During another one of my visits Max confided, “My daughter and I aren’t talking to each other.” Her daughter from Louisiana had come to stay with her for awhile, but decided to cut her visit short after they’d gotten into a heated argument. Her daughter was staying with her brother until she could book a flight back home. I asked Max, “Seeing that it might be the last time you see each other, do you really want to part on those terms?” Max replied, “It’s not my fault and besides, what can I do about it now?” Considering that was a question that deserved an answer, we talked about it.
I told Max that their situation reminded me of the lyrics of the country music video by Travis Tritt, titled, “Foolish Pride.” I paraphrased the lyrics for Max but I’m quoting them for you- “She thinks that if she calls him it just shows weakness. So the hurt goes on with every tear she cries. Isn’t it sad to see a good love fall to pieces; chalk another heartbreak up to foolish pride, and while the bridges burn another hard hard lesson’s learned, chalk up another love lost due to foolish pride.”
Max and I talked about how in relationships there’s no such thing as a winner and a loser, either you both win or you both lose. We talked about how we can win an argument but lose a relationship. We talked about how all offenses don’t have to be settled, that they can simply be forgiven. We talked about how “love covers a multitude of sins” (I Peter 4:8). We talked about how sometimes all it takes is for someone to make the first move. When I left that day I challenged Max to make the first move.

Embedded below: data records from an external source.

use super::super::{AcquisitionMode, Model, Msg, View};
use super::upload::first_image_file;
use crate::api::HttpApi;
use gloo_file::File as GlooFile;
use gloo_file::callbacks::read_as_data_url;
use shared::{AnalysisError, AnalysisOutcome, check_upload_size, run_analysis};
use wasm_bindgen_futures::spawn_local;
use web_sys::DragEvent;
use yew::prelude::*;

pub fn handle_image_selected(model: &mut Model, ctx: &Context<Model>, file: GlooFile) -> bool {
    // Capacity gate before any read is attempted.
    if check_upload_size(file.size()).is_err() {
        model.error = Some("Image too large. Please upload an image smaller than 4MB.".to_string());
        return true;
    }

    model.error = None;
    model.outcome = None;

    let link = ctx.link().clone();
    // The reader handle must stay alive until its callback fires.
    model.pending_read = Some(read_as_data_url(&file, move |result| match result {
        Ok(data_uri) => link.send_message(Msg::ImageLoaded(data_uri)),
        Err(e) => link.send_message(Msg::SetError(Some(format!("Failed to read image: {e}")))),
    }));
    true
}

pub fn handle_image_loaded(model: &mut Model, data_uri: String) -> bool {
    model.pending_read = None;
    model.image = Some(data_uri);
    model.outcome = None;
    model.error = None;
    true
}

pub fn handle_image_cleared(model: &mut Model) -> bool {
    model.image = None;
    model.outcome = None;
    true
}

pub fn handle_set_acquisition(model: &mut Model, mode: AcquisitionMode) -> bool {
    if model.acquisition == mode {
        return false;
    }
    // The modes are alternatives: the candidate does not survive a switch.
    model.acquisition = mode;
    model.image = None;
    model.pending_read = None;
    model.outcome = None;
    model.error = None;
    true
}

pub fn handle_drop(model: &mut Model, ctx: &Context<Model>, event: DragEvent) -> bool {
    event.prevent_default();
    model.is_dragging = false;

    if let Some(file_list) = event.data_transfer().and_then(|dt| dt.files()) {
        match first_image_file(Some(file_list)) {
            Some(file) => ctx.link().send_message(Msg::ImageSelected(file)),
            None => {
                log::warn!("Dropped content contained no image file");
                ctx.link().send_message(Msg::SetError(Some(
                    "No valid image file dropped.".to_string(),
                )));
            }
        }
    }

    true
}

pub fn handle_analyze(model: &mut Model, ctx: &Context<Model>) -> bool {
    let Some(photo) = model.image.clone() else {
        model.error =
            Some("No image selected. Please provide a photo of a plant to analyze.".to_string());
        return true;
    };

    model.loading = true;
    model.error = None;
    model.outcome = None;

    let link = ctx.link().clone();
    spawn_local(async move {
        let result = run_analysis(&HttpApi, &photo).await;
        link.send_message(Msg::AnalysisComplete(result));
    });
    true
}

pub fn handle_analysis_complete(
    model: &mut Model,
    result: Result<AnalysisOutcome, AnalysisError>,
) -> bool {
    model.loading = false;
    match result {
        Ok(outcome) => model.outcome = Some(outcome),
        Err(e) => {
            log::error!("Analysis failed: {}", e);
            model.error =
                Some("There was a problem analyzing your image. Please try again.".to_string());
        }
    }
    true
}

pub fn handle_switch_view(model: &mut Model, view: View) -> bool {
    if model.view == view {
        return false;
    }
    model.view = view;
    true
}

pub fn handle_toggle_theme(model: &mut Model) -> bool {
    let body = web_sys::window().unwrap().document().unwrap().body().unwrap();

    if model.theme == "light" {
        model.theme = "dark".to_string();
        body.class_list().add_1("dark-mode").unwrap();
    } else {
        model.theme = "light".to_string();
        body.class_list().remove_1("dark-mode").unwrap();
    }

    true
}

The next day, to my surprise, I received a call from Max’s daughter telling me that she and Max had made amends and how thankful and relieved she was to be returning to Louisiana with their relationship restored. And it just so happened that they’d both made the first move. While Max was leaving a voice mail message on her son’s telephone, asking her daughter to come over, her daughter was already on the way.
Is “foolish pride” standing between you and someone you care about? If so, I encourage you to swallow your foolish pride and make the first move.
“Therefore if you bring your gift to the altar, and there remember that your brother has something against you, leave your gift there before the altar and go your way. First be reconciled to your brother.” (Matthew 5:23 – 24)
Loren Hardin is a social worker with Southern Ohio Medical Center – Hospice and can be reached at firstname.lastname@example.org or 740-356-2525.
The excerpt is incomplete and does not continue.